Return exactly the lines of the records below, starting at the line that contains "match syscall!(socketpair(fam, ty" and ending at the line that contains "socket to an", with both of those lines kept.

• • •

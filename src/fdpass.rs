//! FD-passing work items (`spec.md` §4.6), built on the raw `SCM_RIGHTS`
//! primitives in `sys::fdpass`. Both operations are queued as ordinary
//! per-connection work so they serialize with everything else on the
//! source connection.

use std::os::unix::io::RawFd;
use std::sync::Arc;

use crate::callbacks::Arg;
use crate::connection::{Connection, ConnType, InBuffer, PollingKind, WorkItem, WorkStatus};
use crate::error::{ConMgrError, Result};
use crate::registry::{ConnId, RegistryState};
use crate::sys::fdpass;
use crate::worker::Shared;

/// Validates the common precondition for both operations: `con` must be a
/// live socket that hasn't seen EOF.
fn require_open_socket(state: &RegistryState, con: ConnId) -> Result<RawFd> {
    let conn = state
        .get(con)
        .ok_or_else(|| ConMgrError::MissingSocket(format!("{:?} not found", con)))?;

    if !conn.is_socket || conn.read_eof || conn.input_fd < 0 {
        return Err(ConMgrError::MissingSocket(format!(
            "{:?} is not an open socket",
            con
        )));
    }
    Ok(conn.output_fd)
}

/// Queues a send-fd work item on `con`. The worker writes `fd` as
/// ancillary data over `con`'s `output_fd`, then always closes the local
/// copy regardless of outcome — ownership of `fd` transfers to the queue
/// call, not to the eventual write.
pub fn queue_send_fd(state: &mut RegistryState, con: ConnId, fd: RawFd) -> Result<()> {
    let sock_fd = require_open_socket(state, con)?;

    let conn = state.get_mut(con).unwrap();
    conn.work_queue.push_back(WorkItem::run(move |status| {
        if status == WorkStatus::Cancelled {
            unsafe {
                libc::close(fd);
            }
            return;
        }
        if let Err(e) = fdpass::send_fd(sock_fd, fd) {
            log::warn!("send_fd on fd {} failed: {}", sock_fd, e);
        }
        unsafe {
            libc::close(fd);
        }
    }));
    Ok(())
}

/// Queues a receive-fd work item on `src`. On success the received fd is
/// registered as a fresh connection of `conn_type` with `arg`; on read
/// failure `src` is closed, since its framing state is now indeterminate.
pub fn queue_receive_fd(
    state: &mut RegistryState,
    shared: Arc<Shared>,
    src: ConnId,
    conn_type: ConnType,
    arg: Option<Arg>,
) -> Result<()> {
    let sock_fd = require_open_socket(state, src)?;

    let conn = state.get_mut(src).unwrap();
    let mut arg = arg;
    conn.work_queue.push_back(WorkItem::run(move |status| {
        if status == WorkStatus::Cancelled {
            return;
        }

        match fdpass::recv_fd(sock_fd) {
            Ok(Some(fd)) => {
                let mut guard = shared.state.lock().unwrap();
                let new_conn = Connection {
                    name: format!("fd:{}", fd),
                    input_fd: fd,
                    output_fd: fd,
                    conn_type,
                    polling_input_kind: PollingKind::None,
                    polling_output_kind: PollingKind::None,
                    input_unsupported: false,
                    output_unsupported: false,
                    is_socket: true,
                    is_listen: false,
                    is_connected: true,
                    read_eof: false,
                    can_read: false,
                    work_active: false,
                    in_buffer: InBuffer::with_capacity(4096),
                    out_queue: Default::default(),
                    work_queue: Default::default(),
                    write_complete_queue: Default::default(),
                    address: None,
                    unix_socket_path: None,
                    arg: arg.take(),
                };
                guard.insert(new_conn, false);
                drop(guard);
                shared.watch_sleep.notify_all();
                let _ = shared.poll.interrupt();
            }
            Ok(None) => {
                log::warn!("receive_fd on {:?}: peer closed before sending an fd", src);
            }
            Err(e) => {
                log::warn!("receive_fd on {:?} failed: {}", src, e);
                let mut guard = shared.state.lock().unwrap();
                if let Some(conn) = guard.get_mut(src) {
                    conn.read_eof = true;
                }
            }
        }
    }));
    Ok(())
}

#[cfg(test)]
mod test {
    use super::*;
    use std::collections::VecDeque;

    fn stub_connection(fd: RawFd) -> Connection {
        Connection {
            name: format!("fd:{}", fd),
            input_fd: fd,
            output_fd: fd,
            conn_type: ConnType::Raw,
            polling_input_kind: PollingKind::None,
            polling_output_kind: PollingKind::None,
            input_unsupported: false,
            output_unsupported: false,
            is_socket: true,
            is_listen: false,
            is_connected: true,
            read_eof: false,
            can_read: false,
            work_active: false,
            in_buffer: InBuffer::with_capacity(4096),
            out_queue: VecDeque::new(),
            work_queue: VecDeque::new(),
            write_complete_queue: VecDeque::new(),
            address: None,
            unix_socket_path: None,
            arg: None,
        }
    }

    #[test]
    fn rejects_eof_source() {
        let mut state = RegistryState::new();
        let mut conn = stub_connection(3);
        conn.read_eof = true;
        let id = state.insert(conn, false);

        assert!(queue_send_fd(&mut state, id, 99).is_err());
    }

    #[test]
    fn queues_one_work_item_on_success() {
        let mut state = RegistryState::new();
        let id = state.insert(stub_connection(3), false);
        queue_send_fd(&mut state, id, 99).unwrap();
        assert_eq!(state.get(id).unwrap().work_queue.len(), 1);
    }
}
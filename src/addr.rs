//! `"host:port"` / `"unix:/path"` address parsing.
//!
//! Grounded in the teacher's `net::tcp::TcpStream::connect` which accepts
//! anything implementing `ToSocketAddrs`; this module only adds the
//! `unix:` prefix convention used by `create_listen_sockets` /
//! `create_connect_socket` in `spec.md` §6.

use std::net::{SocketAddr, ToSocketAddrs};

use crate::error::{ConMgrError, Result};

#[derive(Debug, Clone, PartialEq, Eq)]
pub enum Address {
    Tcp(SocketAddr),
    Unix(String),
}

impl Address {
    pub fn family_eq(&self, other: &Address) -> bool {
        match (self, other) {
            (Address::Tcp(a), Address::Tcp(b)) => match (a, b) {
                (SocketAddr::V4(x), SocketAddr::V4(y)) => x.ip() == y.ip() && x.port() == y.port(),
                (SocketAddr::V6(x), SocketAddr::V6(y)) => {
                    x.ip() == y.ip() && x.port() == y.port() && x.scope_id() == y.scope_id()
                }
                _ => false,
            },
            (Address::Unix(a), Address::Unix(b)) => a == b,
            _ => false,
        }
    }
}

/// Parse `"unix:/path"` as a local-domain listener path, anything else as
/// a `host:port` pair to be resolved via `ToSocketAddrs`. Dials and other
/// single-target operations use this: it takes `resolve`'s first address,
/// since connecting out is inherently a single-target operation.
pub fn parse_host_port(spec: &str) -> Result<Address> {
    if let Some(path) = spec.strip_prefix("unix:") {
        if path.is_empty() {
            return Err(ConMgrError::InvalidArgument(format!(
                "empty unix socket path in {:?}",
                spec
            )));
        }
        return Ok(Address::Unix(path.to_string()));
    }

    let addr = resolve(spec)?
        .into_iter()
        .next()
        .ok_or_else(|| ConMgrError::InvalidArgument(format!("no addresses for {:?}", spec)))?;
    Ok(Address::Tcp(addr))
}

/// `"unix:/path"` as a single local-domain listener target, anything else
/// as every address `resolve` returns for `"host:port"` — a hostname that
/// resolves to more than one address (dual-stack A/AAAA, round-robin DNS)
/// gets a listener per address, per `spec.md`'s Listen(TCP) scenario.
pub fn parse_listen_targets(spec: &str) -> Result<Vec<Address>> {
    if let Some(path) = spec.strip_prefix("unix:") {
        if path.is_empty() {
            return Err(ConMgrError::InvalidArgument(format!(
                "empty unix socket path in {:?}",
                spec
            )));
        }
        return Ok(vec![Address::Unix(path.to_string())]);
    }

    Ok(resolve(spec)?.into_iter().map(Address::Tcp).collect())
}

/// Resolve a `host:port` string to every address it maps to. Mirrors
/// `addrinfo_resolve` from `spec.md` §6 using `std::net::ToSocketAddrs`.
pub fn resolve(host_port: &str) -> Result<Vec<SocketAddr>> {
    let addrs: Vec<SocketAddr> = host_port
        .to_socket_addrs()
        .map_err(|e| ConMgrError::InvalidArgument(format!("{}: {}", host_port, e)))?
        .collect();

    if addrs.is_empty() {
        return Err(ConMgrError::InvalidArgument(format!(
            "no addresses for {:?}",
            host_port
        )));
    }
    Ok(addrs)
}

#[cfg(test)]
mod test {
    use super::*;

    #[test]
    fn parses_unix_prefix() {
        assert_eq!(
            parse_host_port("unix:/tmp/e").unwrap(),
            Address::Unix("/tmp/e".to_string())
        );
    }

    #[test]
    fn rejects_empty_unix_path() {
        assert!(parse_host_port("unix:").is_err());
    }

    #[test]
    fn resolves_tcp_host_port() {
        let addr = parse_host_port("127.0.0.1:55555").unwrap();
        assert!(matches!(addr, Address::Tcp(_)));
    }

    #[test]
    fn listen_targets_cover_every_resolved_address() {
        let targets = parse_listen_targets("127.0.0.1:55556").unwrap();
        assert_eq!(targets.len(), 1);
        assert!(matches!(targets[0], Address::Tcp(_)));
    }

    #[test]
    fn listen_targets_unix_is_single_entry() {
        let targets = parse_listen_targets("unix:/tmp/e2").unwrap();
        assert_eq!(targets, vec![Address::Unix("/tmp/e2".to_string())]);
    }
}
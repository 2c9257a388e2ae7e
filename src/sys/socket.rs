use std::io::{self, IoSlice, IoSliceMut, Error, ErrorKind};
use std::mem;
use std::time::{Duration, Instant};
use std::cmp;
use std::net::{Shutdown, SocketAddr, SocketAddrV4, SocketAddrV6};

use libc::{self, c_int, c_void, sockaddr, socklen_t, MSG_PEEK, SOCK_CLOEXEC};

use super::fd::FileDesc;
use super::commom::{AsInner, FromInner, IntoInner};
use super::cvt;

pub fn setsockopt<T>(sock: &Socket, opt: c_int, val: c_int,
                     payload: T) -> io::Result<()> {

    let payload = &payload as *const T as *const c_void;
    syscall!(setsockopt(*sock.as_inner(), opt, val, payload,
                          mem::size_of::<T>() as libc::socklen_t))?;
    Ok(())
}

pub fn getsockopt<T: Copy>(sock: &Socket, opt: c_int,
                       val: c_int) -> io::Result<T> {
    let mut slot: T = unsafe { mem::zeroed() };
    let mut len = mem::size_of::<T>() as libc::socklen_t;
    syscall!(getsockopt(*sock.as_inner(), opt, val,
                    &mut slot as *mut _ as *mut _,
                    &mut len))?;
    assert_eq!(len as usize, mem::size_of::<T>());
    Ok(slot)
}

pub fn sockname<F>(f: F) -> io::Result<SocketAddr>
    where F: FnOnce(*mut libc::sockaddr, *mut libc::socklen_t) -> c_int
{
    unsafe {
        let mut storage: libc::sockaddr_storage = mem::zeroed();
        let mut len = mem::size_of_val(&storage) as libc::socklen_t;
        cvt(f(&mut storage as *mut _ as *mut _, &mut len))?;
        sockaddr_to_addr(&storage, len as usize)
    }
}

struct _SocketAddrV4 {
    pub inner: libc::sockaddr_in
}

struct _SocketAddrV6 {
    pub inner: libc::sockaddr_in6
}

impl FromInner<libc::sockaddr_in> for SocketAddrV4 {
    fn from_inner(addr: libc::sockaddr_in) -> SocketAddrV4 {
        unsafe {
            mem::transmute(_SocketAddrV4 { inner: addr })
        }
    }
}

impl FromInner<libc::sockaddr_in6> for SocketAddrV6 {
    fn from_inner(addr: libc::sockaddr_in6) -> SocketAddrV6 {
        unsafe {
            mem::transmute(_SocketAddrV6 { inner: addr })
        }
    }
}

impl<'a> IntoInner<(*const libc::sockaddr, libc::socklen_t)> for &'a SocketAddr {
    fn into_inner(self) -> (*const libc::sockaddr, libc::socklen_t) {
        match *self {
            SocketAddr::V4(ref a) => {
                (a as *const _ as *const _, mem::size_of_val(a) as libc::socklen_t)
            }
            SocketAddr::V6(ref a) => {
                (a as *const _ as *const _, mem::size_of_val(a) as libc::socklen_t)
            }
        }
    }
}

pub fn sockaddr_to_addr(storage: &libc::sockaddr_storage, len: usize) -> io::Result<SocketAddr> {
    match storage.ss_family as libc::c_int {
        libc::AF_INET => {
            assert!(len as usize >= mem::size_of::<libc::sockaddr_in>());
            Ok(SocketAddr::V4(FromInner::from_inner(unsafe {
                *(storage as *const _ as *const libc::sockaddr_in)
            })))
        }
        libc::AF_INET6 => {
            assert!(len as usize >= mem::size_of::<libc::sockaddr_in6>());
            Ok(SocketAddr::V6(FromInner::from_inner(unsafe {
                *(storage as *const _ as *const libc::sockaddr_in6)
            })))
        }
        _ => {
            Err(Error::new(ErrorKind::InvalidInput, "invalid argument"))
        }
    }
}

pub struct Socket(FileDesc);

impl Socket {
    pub fn new(addr: &SocketAddr, ty: c_int) -> io::Result<Socket> {
        let fam = match *addr {
            SocketAddr::V4(..) => libc::AF_INET,
            SocketAddr::V6(..) => libc::AF_INET6,
        };
        Socket::new_raw(fam, ty)
    }

    pub fn new_raw(fam: c_int, ty: c_int) -> io::Result<Socket> {
        match syscall!(socket(fam, ty | SOCK_CLOEXEC, 0)) {
            Ok(fd) => return Ok(Socket(FileDesc::new(fd))),
            Err(ref e) if e.raw_os_error() == Some(libc::EINVAL) => {}
            Err(e) => return Err(e),
        }

        let fd = syscall!(socket(fam, ty, 0))?;
        let fd = FileDesc::new(fd);
        fd.set_cloexec()?;
        let socket = Socket(fd);

        Ok(socket)
    }

    pub fn new_pair(fam: c_int, ty: c_int) -> io::Result<(Socket, Socket)> {
        let mut fds = [0, 0];

        match syscall!(socketpair(fam, ty | SOCK_CLOEXEC, 0, fds.as_mut_ptr())) {
            Ok(_) => {
                return Ok((Socket(FileDesc::new(fds[0])), Socket(FileDesc::new(fds[1]))));
            }
            Err(ref e) if e.raw_os_error() == Some(libc::EINVAL) => {},
            Err(e) => return Err(e),
        }

        syscall!(socketpair(fam, ty, 0, fds.as_mut_ptr()))?;
        let a = FileDesc::new(fds[0]);
        let b = FileDesc::new(fds[1]);
        a.set_cloexec()?;
        b.set_cloexec()?;

        Ok((Socket(a), Socket(b)))
    }

    pub fn set_reuseaddr(&self, reuse: bool) -> io::Result<()> {
        setsockopt(self, libc::SOL_SOCKET, libc::SO_REUSEADDR, reuse as c_int)
    }

    pub fn bind(&self, addr: &SocketAddr) -> io::Result<()> {
        let (addrp, len) = addr.into_inner();
        syscall!(bind(self.0.raw(), addrp, len))?;
        Ok(())
    }

    /// Binds a `SOCK_STREAM`/`SOCK_DGRAM` socket to an `AF_UNIX` path.
    /// Separate from `bind` because `sockaddr_un` isn't one of
    /// `std::net::SocketAddr`'s variants.
    pub fn bind_unix(&self, path: &str) -> io::Result<()> {
        let mut addr: libc::sockaddr_un = unsafe { mem::zeroed() };
        addr.sun_family = libc::AF_UNIX as libc::sa_family_t;

        let bytes = path.as_bytes();
        if bytes.len() >= addr.sun_path.len() {
            return Err(Error::new(ErrorKind::InvalidInput, "unix socket path too long"));
        }
        for (dst, src) in addr.sun_path.iter_mut().zip(bytes) {
            *dst = *src as libc::c_char;
        }

        let len = (mem::size_of::<libc::sa_family_t>() + bytes.len() + 1) as libc::socklen_t;
        syscall!(bind(self.0.raw(), &addr as *const _ as *const sockaddr, len))?;
        Ok(())
    }

    pub fn listen(&self, backlog: i32) -> io::Result<()> {
        syscall!(listen(self.0.raw(), backlog))?;
        Ok(())
    }

    /// Issue a non-blocking `connect`. Per POSIX this almost always returns
    /// `EINPROGRESS`; the caller polls for write-readiness and then checks
    /// `SO_ERROR` to learn the final outcome.
    pub fn connect_nonblocking(&self, addr: &SocketAddr) -> io::Result<()> {
        self.set_nonblocking(true)?;
        let (addrp, len) = addr.into_inner();
        syscall!(connect(self.0.raw(), addrp, len))?;
        Ok(())
    }

    pub fn connect_timeout(&self, addr: &SocketAddr, timeout: Duration) -> io::Result<()> {
        self.set_nonblocking(true)?;
        let (addrp, len) = addr.into_inner();
        let r = syscall!(connect(self.0.raw(), addrp, len));
        self.set_nonblocking(false)?;

        match r {
            Ok(_) => return Ok(()),
            // there's no ErrorKind for EINPROGRESS :(
            Err(ref e) if e.raw_os_error() == Some(libc::EINPROGRESS) => {}
            Err(e) => return Err(e),
        }

        let mut pollfd = libc::pollfd {
            fd: self.0.raw(),
            events: libc::POLLOUT,
            revents: 0,
        };

        if timeout.as_secs() == 0 && timeout.subsec_nanos() == 0 {
            return Err(io::Error::new(io::ErrorKind::InvalidInput,
                                      "cannot set a 0 duration timeout"));
        }

        let start = Instant::now();

        loop {
            let elapsed = start.elapsed();
            if elapsed >= timeout {
                return Err(io::Error::new(io::ErrorKind::TimedOut, "connection timed out"));
            }

            let timeout = timeout - elapsed;
            let mut timeout = timeout.as_secs()
                .saturating_mul(1_000)
                .saturating_add(timeout.subsec_nanos() as u64 / 1_000_000);
            if timeout == 0 {
                timeout = 1;
            }

            let timeout = cmp::min(timeout, c_int::max_value() as u64) as c_int;

            match unsafe { libc::poll(&mut pollfd, 1, timeout) } {
                -1 => {
                    let err = io::Error::last_os_error();
                    if err.kind() != io::ErrorKind::Interrupted {
                        return Err(err);
                    }
                }
                0 => {}
                _ => {
                    // linux returns POLLOUT|POLLERR|POLLHUP for refused connections (!), so look
                    // for POLLHUP rather than read readiness
                    if pollfd.revents & libc::POLLHUP != 0 {
                        let e = self.take_error()?
                            .unwrap_or_else(|| {
                                io::Error::new(io::ErrorKind::Other, "no error set after POLLHUP")
                            });
                        return Err(e);
                    }

                    return Ok(());
                }
            }
        }
    }

    pub fn accept(&self, storage: *mut sockaddr, len: *mut socklen_t)
                  -> io::Result<Socket> {

        let res = loop {
            match syscall!(accept4(self.0.raw(), storage, len, SOCK_CLOEXEC)) {
                Err(ref e) if e.kind() == ErrorKind::Interrupted => (),
                other => break other
            };
        };

        match res {
            Ok(fd) => return Ok(Socket(FileDesc::new(fd))),
            Err(ref e) if e.raw_os_error() == Some(libc::ENOSYS) => {}
            Err(e) => return Err(e),
        }

        let fd = loop {
            match syscall!(accept(self.0.raw(), storage, len)) {
                Err(ref e) if e.kind() == ErrorKind::Interrupted => (),
                other => break other
            };
        }?;

        let fd = FileDesc::new(fd);
        fd.set_cloexec()?;
        Ok(Socket(fd))
    }

    pub fn duplicate(&self) -> io::Result<Socket> {
        self.0.duplicate().map(Socket)
    }

    fn recv_with_flags(&self, buf: &mut [u8], flags: c_int) -> io::Result<usize> {
        let ret = syscall!(recv(self.0.raw(),
                       buf.as_mut_ptr() as *mut c_void,
                       buf.len(),
                       flags)
        )?;
        Ok(ret as usize)
    }

    pub fn read(&self, buf: &mut [u8]) -> io::Result<usize> {
        self.recv_with_flags(buf, 0)
    }

    pub fn peek(&self, buf: &mut [u8]) -> io::Result<usize> {
        self.recv_with_flags(buf, MSG_PEEK)
    }

    pub fn read_vectored(&self, bufs: &mut [IoSliceMut<'_>]) -> io::Result<usize> {
        self.0.read_vectored(bufs)
    }

    fn recv_from_with_flags(&self, buf: &mut [u8], flags: c_int)
                            -> io::Result<(usize, SocketAddr)> {
        let mut storage: libc::sockaddr_storage = unsafe { mem::zeroed() };
        let mut addrlen = mem::size_of_val(&storage) as libc::socklen_t;

        let n = syscall!(recvfrom(self.0.raw(),
                        buf.as_mut_ptr() as *mut c_void,
                        buf.len(),
                        flags,
                        &mut storage as *mut _ as *mut _,
                        &mut addrlen)
        )?;
        Ok((n as usize, sockaddr_to_addr(&storage, addrlen as usize)?))
    }

    pub fn recv_from(&self, buf: &mut [u8]) -> io::Result<(usize, SocketAddr)> {
        self.recv_from_with_flags(buf, 0)
    }

    pub fn peek_from(&self, buf: &mut [u8]) -> io::Result<(usize, SocketAddr)> {
        self.recv_from_with_flags(buf, MSG_PEEK)
    }

    pub fn write(&self, buf: &[u8]) -> io::Result<usize> {
        self.0.write(buf)
    }

    pub fn write_vectored(&self, bufs: &[IoSlice<'_>]) -> io::Result<usize> {
        self.0.write_vectored(bufs)
    }

    pub fn set_timeout(&self, dur: Option<Duration>, kind: libc::c_int) -> io::Result<()> {
        let timeout = match dur {
            Some(dur) => {
                if dur.as_secs() == 0 && dur.subsec_nanos() == 0 {
                    return Err(io::Error::new(io::ErrorKind::InvalidInput,
                                              "cannot set a 0 duration timeout"));
                }

                let secs = if dur.as_secs() > libc::time_t::max_value() as u64 {
                    libc::time_t::max_value()
                } else {
                    dur.as_secs() as libc::time_t
                };
                let mut timeout = libc::timeval {
                    tv_sec: secs,
                    tv_usec: (dur.subsec_nanos() / 1000) as libc::suseconds_t,
                };
                if timeout.tv_sec == 0 && timeout.tv_usec == 0 {
                    timeout.tv_usec = 1;
                }
                timeout
            }
            None => {
                libc::timeval {
                    tv_sec: 0,
                    tv_usec: 0,
                }
            }
        };
        setsockopt(self, libc::SOL_SOCKET, kind, timeout)
    }

    pub fn timeout(&self, kind: libc::c_int) -> io::Result<Option<Duration>> {
        let raw: libc::timeval = getsockopt(self, libc::SOL_SOCKET, kind)?;
        if raw.tv_sec == 0 && raw.tv_usec == 0 {
            Ok(None)
        } else {
            let sec = raw.tv_sec as u64;
            let nsec = (raw.tv_usec as u32) * 1000;
            Ok(Some(Duration::new(sec, nsec)))
        }
    }

    pub fn shutdown(&self, how: Shutdown) -> io::Result<()> {
        let how = match how {
            Shutdown::Write => libc::SHUT_WR,
            Shutdown::Read => libc::SHUT_RD,
            Shutdown::Both => libc::SHUT_RDWR,
        };
        syscall!(shutdown(self.0.raw(), how))?;
        Ok(())
    }

    pub fn set_nodelay(&self, nodelay: bool) -> io::Result<()> {
        setsockopt(self, libc::IPPROTO_TCP, libc::TCP_NODELAY, nodelay as c_int)
    }

    pub fn nodelay(&self) -> io::Result<bool> {
        let raw: c_int = getsockopt(self, libc::IPPROTO_TCP, libc::TCP_NODELAY)?;
        Ok(raw != 0)
    }

    pub fn set_keepalive(&self, keepalive: bool) -> io::Result<()> {
        setsockopt(self, libc::SOL_SOCKET, libc::SO_KEEPALIVE, keepalive as c_int)
    }

    pub fn keepalive(&self) -> io::Result<bool> {
        let raw: c_int = getsockopt(self, libc::SOL_SOCKET, libc::SO_KEEPALIVE)?;
        Ok(raw != 0)
    }

    pub fn set_nonblocking(&self, nonblocking: bool) -> io::Result<()> {
        let mut nonblocking = nonblocking as libc::c_int;
        syscall!(ioctl(*self.as_inner(), libc::FIONBIO, &mut nonblocking)).map(|_| ())
    }

    pub fn take_error(&self) -> io::Result<Option<io::Error>> {
        let raw: c_int = getsockopt(self, libc::SOL_SOCKET, libc::SO_ERROR)?;
        if raw == 0 {
            Ok(None)
        } else {
            Ok(Some(io::Error::from_raw_os_error(raw as i32)))
        }
    }
}

impl AsInner<c_int> for Socket {
    fn as_inner(&self) -> &c_int { self.0.as_inner() }
}

impl FromInner<c_int> for Socket {
    fn from_inner(fd: c_int) -> Socket { Socket(FileDesc::new(fd)) }
}

impl IntoInner<c_int> for Socket {
    fn into_inner(self) -> c_int { self.0.into_raw() }
}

• • •

▶ **RESPONSE BELOW**
        match syscall!(socketpair(fam, ty | SOCK_CLOEXEC, 0, fds.as_mut_ptr())) {
            Ok(_) => {
                return Ok((Socket(FileDesc::new(fds[0])), Socket(FileDesc::new(fds[1]))));
            }
            Err(ref e) if e.raw_os_error() == Some(libc::EINVAL) => {},
            Err(e) => return Err(e),
        }

        syscall!(socketpair(fam, ty, 0, fds.as_mut_ptr()))?;
        let a = FileDesc::new(fds[0]);
        let b = FileDesc::new(fds[1]);
        a.set_cloexec()?;
        b.set_cloexec()?;

        Ok((Socket(a), Socket(b)))
    }

    pub fn set_reuseaddr(&self, reuse: bool) -> io::Result<()> {
        setsockopt(self, libc::SOL_SOCKET, libc::SO_REUSEADDR, reuse as c_int)
    }

    pub fn bind(&self, addr: &SocketAddr) -> io::Result<()> {
        let (addrp, len) = addr.into_inner();
        syscall!(bind(self.0.raw(), addrp, len))?;
        Ok(())
    }

    /// Binds a `SOCK_STREAM`/`SOCK_DGRAM` socket to an `AF_UNIX` path.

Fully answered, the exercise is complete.